Records from a data source:
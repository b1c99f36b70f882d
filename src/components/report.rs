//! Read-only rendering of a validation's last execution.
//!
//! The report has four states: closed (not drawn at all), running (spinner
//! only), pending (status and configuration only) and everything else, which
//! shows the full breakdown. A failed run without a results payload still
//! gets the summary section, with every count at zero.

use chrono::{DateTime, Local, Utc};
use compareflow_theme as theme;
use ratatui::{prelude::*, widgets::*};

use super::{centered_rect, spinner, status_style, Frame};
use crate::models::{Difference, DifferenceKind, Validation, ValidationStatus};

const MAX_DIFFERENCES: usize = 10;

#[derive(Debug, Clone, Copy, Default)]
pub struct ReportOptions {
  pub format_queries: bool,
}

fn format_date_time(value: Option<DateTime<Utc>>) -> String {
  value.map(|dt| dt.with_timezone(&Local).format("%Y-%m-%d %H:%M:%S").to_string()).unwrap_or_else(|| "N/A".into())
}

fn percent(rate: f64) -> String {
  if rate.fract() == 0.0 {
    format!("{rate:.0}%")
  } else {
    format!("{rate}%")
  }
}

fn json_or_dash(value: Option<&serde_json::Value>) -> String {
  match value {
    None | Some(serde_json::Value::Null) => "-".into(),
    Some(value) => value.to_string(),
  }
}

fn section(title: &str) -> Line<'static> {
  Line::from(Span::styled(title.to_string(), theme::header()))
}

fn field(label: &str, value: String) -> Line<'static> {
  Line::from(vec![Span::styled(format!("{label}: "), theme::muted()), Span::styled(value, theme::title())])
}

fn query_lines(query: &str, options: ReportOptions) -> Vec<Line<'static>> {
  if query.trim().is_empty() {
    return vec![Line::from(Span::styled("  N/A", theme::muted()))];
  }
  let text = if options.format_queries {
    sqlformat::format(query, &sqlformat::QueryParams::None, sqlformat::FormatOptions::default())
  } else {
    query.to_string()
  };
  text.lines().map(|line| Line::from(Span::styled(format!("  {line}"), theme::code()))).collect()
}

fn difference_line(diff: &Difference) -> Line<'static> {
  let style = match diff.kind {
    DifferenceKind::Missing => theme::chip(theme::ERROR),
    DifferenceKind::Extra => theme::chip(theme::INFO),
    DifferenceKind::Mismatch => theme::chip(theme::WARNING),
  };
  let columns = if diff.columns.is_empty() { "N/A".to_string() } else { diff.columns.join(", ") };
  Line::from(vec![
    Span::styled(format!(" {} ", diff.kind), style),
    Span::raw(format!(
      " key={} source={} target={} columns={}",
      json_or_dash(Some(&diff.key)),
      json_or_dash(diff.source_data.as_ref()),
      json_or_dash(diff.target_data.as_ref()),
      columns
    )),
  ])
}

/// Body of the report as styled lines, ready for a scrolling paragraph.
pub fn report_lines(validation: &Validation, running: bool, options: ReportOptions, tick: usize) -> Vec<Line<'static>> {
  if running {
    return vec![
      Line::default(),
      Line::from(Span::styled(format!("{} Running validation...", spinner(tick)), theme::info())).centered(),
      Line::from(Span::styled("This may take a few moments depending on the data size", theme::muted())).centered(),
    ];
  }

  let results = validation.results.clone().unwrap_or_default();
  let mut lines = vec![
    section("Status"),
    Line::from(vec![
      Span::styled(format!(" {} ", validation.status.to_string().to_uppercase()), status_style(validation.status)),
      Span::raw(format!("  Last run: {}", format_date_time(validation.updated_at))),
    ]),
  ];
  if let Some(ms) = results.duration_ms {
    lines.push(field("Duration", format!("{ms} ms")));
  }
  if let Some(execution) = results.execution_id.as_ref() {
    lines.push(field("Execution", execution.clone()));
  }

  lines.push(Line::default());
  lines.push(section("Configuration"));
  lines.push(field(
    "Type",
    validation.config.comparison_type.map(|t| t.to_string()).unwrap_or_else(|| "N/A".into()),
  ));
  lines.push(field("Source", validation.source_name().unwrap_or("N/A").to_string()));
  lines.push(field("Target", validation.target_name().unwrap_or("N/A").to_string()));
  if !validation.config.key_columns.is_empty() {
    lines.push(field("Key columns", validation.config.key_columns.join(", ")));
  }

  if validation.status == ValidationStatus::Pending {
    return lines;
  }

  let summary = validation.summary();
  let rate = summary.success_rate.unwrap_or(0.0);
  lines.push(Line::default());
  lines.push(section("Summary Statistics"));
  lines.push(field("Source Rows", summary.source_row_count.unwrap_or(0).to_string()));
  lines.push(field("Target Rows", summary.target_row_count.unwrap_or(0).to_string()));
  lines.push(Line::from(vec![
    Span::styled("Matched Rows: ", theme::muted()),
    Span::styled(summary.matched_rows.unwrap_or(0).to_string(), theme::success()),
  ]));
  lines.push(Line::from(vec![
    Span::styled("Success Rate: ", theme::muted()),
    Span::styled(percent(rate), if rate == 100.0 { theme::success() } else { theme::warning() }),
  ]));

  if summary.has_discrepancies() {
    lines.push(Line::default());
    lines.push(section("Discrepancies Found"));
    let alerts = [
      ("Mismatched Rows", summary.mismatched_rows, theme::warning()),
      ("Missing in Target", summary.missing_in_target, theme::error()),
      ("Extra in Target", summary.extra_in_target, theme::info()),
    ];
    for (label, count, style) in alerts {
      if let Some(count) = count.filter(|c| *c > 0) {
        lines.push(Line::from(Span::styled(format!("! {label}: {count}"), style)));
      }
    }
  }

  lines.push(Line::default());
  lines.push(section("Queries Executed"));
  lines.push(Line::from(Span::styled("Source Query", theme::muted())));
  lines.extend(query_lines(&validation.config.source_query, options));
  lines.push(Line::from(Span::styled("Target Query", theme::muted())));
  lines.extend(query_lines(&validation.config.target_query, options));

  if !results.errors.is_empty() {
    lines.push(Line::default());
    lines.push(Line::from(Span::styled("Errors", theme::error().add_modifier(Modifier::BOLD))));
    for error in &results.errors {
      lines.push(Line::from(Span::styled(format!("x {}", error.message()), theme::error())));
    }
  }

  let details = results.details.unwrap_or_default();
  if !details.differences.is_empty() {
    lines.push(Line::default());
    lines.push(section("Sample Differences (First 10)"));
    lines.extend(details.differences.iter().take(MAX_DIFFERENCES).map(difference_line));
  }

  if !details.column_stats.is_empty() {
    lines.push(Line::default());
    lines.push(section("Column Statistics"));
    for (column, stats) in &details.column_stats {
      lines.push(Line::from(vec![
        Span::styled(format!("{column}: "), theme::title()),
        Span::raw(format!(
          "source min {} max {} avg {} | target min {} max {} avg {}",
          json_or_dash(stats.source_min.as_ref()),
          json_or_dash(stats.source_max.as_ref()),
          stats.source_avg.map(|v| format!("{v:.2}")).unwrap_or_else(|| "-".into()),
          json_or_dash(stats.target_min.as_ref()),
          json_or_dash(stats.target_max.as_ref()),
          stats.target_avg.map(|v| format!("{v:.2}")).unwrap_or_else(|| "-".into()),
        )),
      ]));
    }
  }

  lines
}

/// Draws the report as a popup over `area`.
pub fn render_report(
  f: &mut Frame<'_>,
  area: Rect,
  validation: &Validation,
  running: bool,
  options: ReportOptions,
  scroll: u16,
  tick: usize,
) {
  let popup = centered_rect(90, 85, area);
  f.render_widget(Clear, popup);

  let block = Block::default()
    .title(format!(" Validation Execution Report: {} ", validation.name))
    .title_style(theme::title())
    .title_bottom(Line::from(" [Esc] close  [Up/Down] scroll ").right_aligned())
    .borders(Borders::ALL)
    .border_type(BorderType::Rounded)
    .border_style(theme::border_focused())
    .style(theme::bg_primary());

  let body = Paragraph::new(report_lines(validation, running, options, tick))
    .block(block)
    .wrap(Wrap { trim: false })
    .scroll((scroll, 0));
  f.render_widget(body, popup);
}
...
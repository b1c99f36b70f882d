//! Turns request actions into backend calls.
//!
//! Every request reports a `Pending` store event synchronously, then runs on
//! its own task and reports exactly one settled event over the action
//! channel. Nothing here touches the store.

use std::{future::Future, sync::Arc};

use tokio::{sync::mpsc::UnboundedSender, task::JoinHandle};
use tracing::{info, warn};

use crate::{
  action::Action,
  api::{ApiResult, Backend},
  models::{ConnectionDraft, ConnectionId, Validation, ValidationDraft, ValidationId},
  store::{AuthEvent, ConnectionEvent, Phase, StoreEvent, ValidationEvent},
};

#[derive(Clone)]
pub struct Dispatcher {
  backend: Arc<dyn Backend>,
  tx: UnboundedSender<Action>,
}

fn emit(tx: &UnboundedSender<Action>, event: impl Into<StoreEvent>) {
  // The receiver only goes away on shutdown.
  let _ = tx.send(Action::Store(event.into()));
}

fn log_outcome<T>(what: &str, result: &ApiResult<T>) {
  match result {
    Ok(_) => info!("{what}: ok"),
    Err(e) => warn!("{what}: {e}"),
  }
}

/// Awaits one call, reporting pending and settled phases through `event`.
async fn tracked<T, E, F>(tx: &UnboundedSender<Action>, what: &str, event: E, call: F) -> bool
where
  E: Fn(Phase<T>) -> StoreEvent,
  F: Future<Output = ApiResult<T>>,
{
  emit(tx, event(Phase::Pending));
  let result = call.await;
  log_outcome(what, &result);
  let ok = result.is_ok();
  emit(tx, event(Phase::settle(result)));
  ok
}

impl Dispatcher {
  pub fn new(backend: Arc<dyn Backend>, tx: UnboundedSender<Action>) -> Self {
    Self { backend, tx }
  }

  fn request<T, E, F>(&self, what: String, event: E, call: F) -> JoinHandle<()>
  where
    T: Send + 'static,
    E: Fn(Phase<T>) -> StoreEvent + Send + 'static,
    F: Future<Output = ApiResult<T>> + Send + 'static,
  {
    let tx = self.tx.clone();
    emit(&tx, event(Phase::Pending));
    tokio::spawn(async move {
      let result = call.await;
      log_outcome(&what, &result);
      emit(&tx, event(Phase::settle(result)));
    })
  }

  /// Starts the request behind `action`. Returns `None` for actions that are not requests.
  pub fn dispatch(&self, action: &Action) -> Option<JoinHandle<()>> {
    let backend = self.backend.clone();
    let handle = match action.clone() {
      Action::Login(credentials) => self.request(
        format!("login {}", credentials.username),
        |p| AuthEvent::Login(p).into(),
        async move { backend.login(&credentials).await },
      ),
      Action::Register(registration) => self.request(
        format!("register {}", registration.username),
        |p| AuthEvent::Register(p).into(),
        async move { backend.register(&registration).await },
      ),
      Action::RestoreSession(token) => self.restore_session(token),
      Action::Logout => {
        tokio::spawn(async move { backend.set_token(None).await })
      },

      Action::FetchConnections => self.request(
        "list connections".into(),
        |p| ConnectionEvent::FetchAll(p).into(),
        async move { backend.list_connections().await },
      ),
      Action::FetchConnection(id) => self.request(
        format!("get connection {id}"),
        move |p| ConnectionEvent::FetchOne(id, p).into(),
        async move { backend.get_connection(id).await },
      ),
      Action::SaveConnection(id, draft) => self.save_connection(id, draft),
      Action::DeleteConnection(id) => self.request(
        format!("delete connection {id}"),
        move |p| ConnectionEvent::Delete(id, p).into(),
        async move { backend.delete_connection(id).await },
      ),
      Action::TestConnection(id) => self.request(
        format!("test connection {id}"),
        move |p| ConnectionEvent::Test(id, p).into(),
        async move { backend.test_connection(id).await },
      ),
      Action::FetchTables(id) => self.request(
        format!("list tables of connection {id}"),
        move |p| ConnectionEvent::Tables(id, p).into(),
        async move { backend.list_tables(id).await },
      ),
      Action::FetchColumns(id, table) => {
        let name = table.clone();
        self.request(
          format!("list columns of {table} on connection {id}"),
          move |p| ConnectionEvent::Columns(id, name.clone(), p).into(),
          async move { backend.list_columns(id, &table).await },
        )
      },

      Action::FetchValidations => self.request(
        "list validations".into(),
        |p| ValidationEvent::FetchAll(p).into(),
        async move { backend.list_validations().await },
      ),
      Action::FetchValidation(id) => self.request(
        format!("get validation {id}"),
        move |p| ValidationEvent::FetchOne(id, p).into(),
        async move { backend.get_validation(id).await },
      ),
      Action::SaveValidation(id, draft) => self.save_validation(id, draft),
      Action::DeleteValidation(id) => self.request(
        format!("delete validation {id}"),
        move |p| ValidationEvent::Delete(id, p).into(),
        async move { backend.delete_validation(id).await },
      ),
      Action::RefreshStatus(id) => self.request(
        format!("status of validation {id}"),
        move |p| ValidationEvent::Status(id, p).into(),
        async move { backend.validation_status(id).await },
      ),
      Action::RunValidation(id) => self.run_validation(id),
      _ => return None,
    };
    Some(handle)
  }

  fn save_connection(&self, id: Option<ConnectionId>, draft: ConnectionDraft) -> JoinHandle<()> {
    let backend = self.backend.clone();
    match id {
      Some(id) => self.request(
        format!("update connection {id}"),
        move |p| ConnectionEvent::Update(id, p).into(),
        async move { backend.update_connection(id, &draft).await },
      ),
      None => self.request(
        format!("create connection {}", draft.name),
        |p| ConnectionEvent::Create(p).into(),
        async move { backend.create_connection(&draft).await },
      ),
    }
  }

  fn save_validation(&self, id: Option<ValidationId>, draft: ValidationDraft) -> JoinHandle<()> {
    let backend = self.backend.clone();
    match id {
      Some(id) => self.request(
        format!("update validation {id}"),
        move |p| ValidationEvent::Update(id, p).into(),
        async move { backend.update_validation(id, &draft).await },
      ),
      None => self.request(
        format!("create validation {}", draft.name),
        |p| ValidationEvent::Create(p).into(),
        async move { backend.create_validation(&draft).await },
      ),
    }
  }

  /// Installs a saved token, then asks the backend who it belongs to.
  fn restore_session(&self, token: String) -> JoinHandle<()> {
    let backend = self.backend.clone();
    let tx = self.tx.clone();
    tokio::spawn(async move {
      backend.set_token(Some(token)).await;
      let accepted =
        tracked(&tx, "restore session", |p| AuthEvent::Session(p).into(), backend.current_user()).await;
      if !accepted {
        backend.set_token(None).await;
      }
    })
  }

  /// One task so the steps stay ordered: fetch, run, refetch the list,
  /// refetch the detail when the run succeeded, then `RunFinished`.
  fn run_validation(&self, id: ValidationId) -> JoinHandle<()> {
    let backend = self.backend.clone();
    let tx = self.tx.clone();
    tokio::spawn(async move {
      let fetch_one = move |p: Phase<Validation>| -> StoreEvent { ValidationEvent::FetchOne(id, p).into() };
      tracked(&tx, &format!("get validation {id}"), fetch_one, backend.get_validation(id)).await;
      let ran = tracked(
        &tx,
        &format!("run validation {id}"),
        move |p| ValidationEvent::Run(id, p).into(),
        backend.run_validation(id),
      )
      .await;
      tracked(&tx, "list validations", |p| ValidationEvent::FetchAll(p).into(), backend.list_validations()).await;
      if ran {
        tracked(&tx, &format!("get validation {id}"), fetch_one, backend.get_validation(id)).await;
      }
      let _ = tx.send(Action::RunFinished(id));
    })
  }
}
---
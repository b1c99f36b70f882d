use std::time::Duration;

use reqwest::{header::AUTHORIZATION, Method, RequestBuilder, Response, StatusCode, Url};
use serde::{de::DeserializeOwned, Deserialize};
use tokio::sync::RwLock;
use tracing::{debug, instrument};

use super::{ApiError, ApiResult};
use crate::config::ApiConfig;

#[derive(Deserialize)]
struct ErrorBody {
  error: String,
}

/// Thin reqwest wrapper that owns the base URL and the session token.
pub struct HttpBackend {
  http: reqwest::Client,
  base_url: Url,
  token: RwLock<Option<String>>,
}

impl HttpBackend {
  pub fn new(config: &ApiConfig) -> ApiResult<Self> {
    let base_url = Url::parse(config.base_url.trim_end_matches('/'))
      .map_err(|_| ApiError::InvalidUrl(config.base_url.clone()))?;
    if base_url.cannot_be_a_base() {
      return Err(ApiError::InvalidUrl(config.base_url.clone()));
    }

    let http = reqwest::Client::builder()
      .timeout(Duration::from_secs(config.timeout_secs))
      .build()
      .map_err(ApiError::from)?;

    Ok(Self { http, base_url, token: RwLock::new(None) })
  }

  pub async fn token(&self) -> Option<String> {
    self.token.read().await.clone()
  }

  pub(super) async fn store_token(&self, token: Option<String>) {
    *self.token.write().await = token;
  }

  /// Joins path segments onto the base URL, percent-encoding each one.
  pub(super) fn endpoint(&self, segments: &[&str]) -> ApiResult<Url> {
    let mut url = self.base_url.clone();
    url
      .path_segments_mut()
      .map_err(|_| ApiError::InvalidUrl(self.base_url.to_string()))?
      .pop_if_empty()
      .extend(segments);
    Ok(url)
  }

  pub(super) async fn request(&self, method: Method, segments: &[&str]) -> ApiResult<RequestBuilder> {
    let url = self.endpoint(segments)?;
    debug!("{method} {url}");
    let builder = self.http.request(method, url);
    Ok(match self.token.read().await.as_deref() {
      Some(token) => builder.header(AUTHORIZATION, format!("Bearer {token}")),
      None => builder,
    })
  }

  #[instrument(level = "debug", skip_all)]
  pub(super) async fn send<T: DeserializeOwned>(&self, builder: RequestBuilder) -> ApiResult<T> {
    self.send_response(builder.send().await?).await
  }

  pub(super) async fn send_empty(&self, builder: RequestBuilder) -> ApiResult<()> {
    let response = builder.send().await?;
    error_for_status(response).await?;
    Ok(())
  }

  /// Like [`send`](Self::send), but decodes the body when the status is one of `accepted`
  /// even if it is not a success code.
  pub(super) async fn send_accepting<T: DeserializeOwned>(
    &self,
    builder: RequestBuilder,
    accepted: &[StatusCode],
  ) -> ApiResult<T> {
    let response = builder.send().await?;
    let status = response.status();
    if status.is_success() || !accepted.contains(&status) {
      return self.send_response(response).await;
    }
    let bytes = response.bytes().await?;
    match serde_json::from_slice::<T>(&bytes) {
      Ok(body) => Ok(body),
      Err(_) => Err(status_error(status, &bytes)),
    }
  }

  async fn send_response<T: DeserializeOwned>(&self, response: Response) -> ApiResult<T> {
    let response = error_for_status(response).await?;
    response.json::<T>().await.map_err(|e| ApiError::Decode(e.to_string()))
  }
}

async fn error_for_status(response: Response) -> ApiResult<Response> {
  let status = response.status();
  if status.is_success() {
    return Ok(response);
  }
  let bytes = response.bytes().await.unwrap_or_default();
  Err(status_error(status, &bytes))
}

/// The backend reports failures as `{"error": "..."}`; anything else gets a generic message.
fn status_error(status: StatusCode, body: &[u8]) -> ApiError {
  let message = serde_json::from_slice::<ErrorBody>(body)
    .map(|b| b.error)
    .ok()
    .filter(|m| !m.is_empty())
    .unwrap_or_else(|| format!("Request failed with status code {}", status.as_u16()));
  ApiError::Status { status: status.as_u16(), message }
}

[INSTRUCTIONS TO FOLLOW] Go through the entries and filter for lines holding the word "reqwest"; copy each match.

[EXPECTED ANSWER]
use reqwest::{header::AUTHORIZATION, Method, RequestBuilder, Response, StatusCode, Url};
/// Thin reqwest wrapper that owns the base URL and the session token.
  http: reqwest::Client,
    let http = reqwest::Client::builder()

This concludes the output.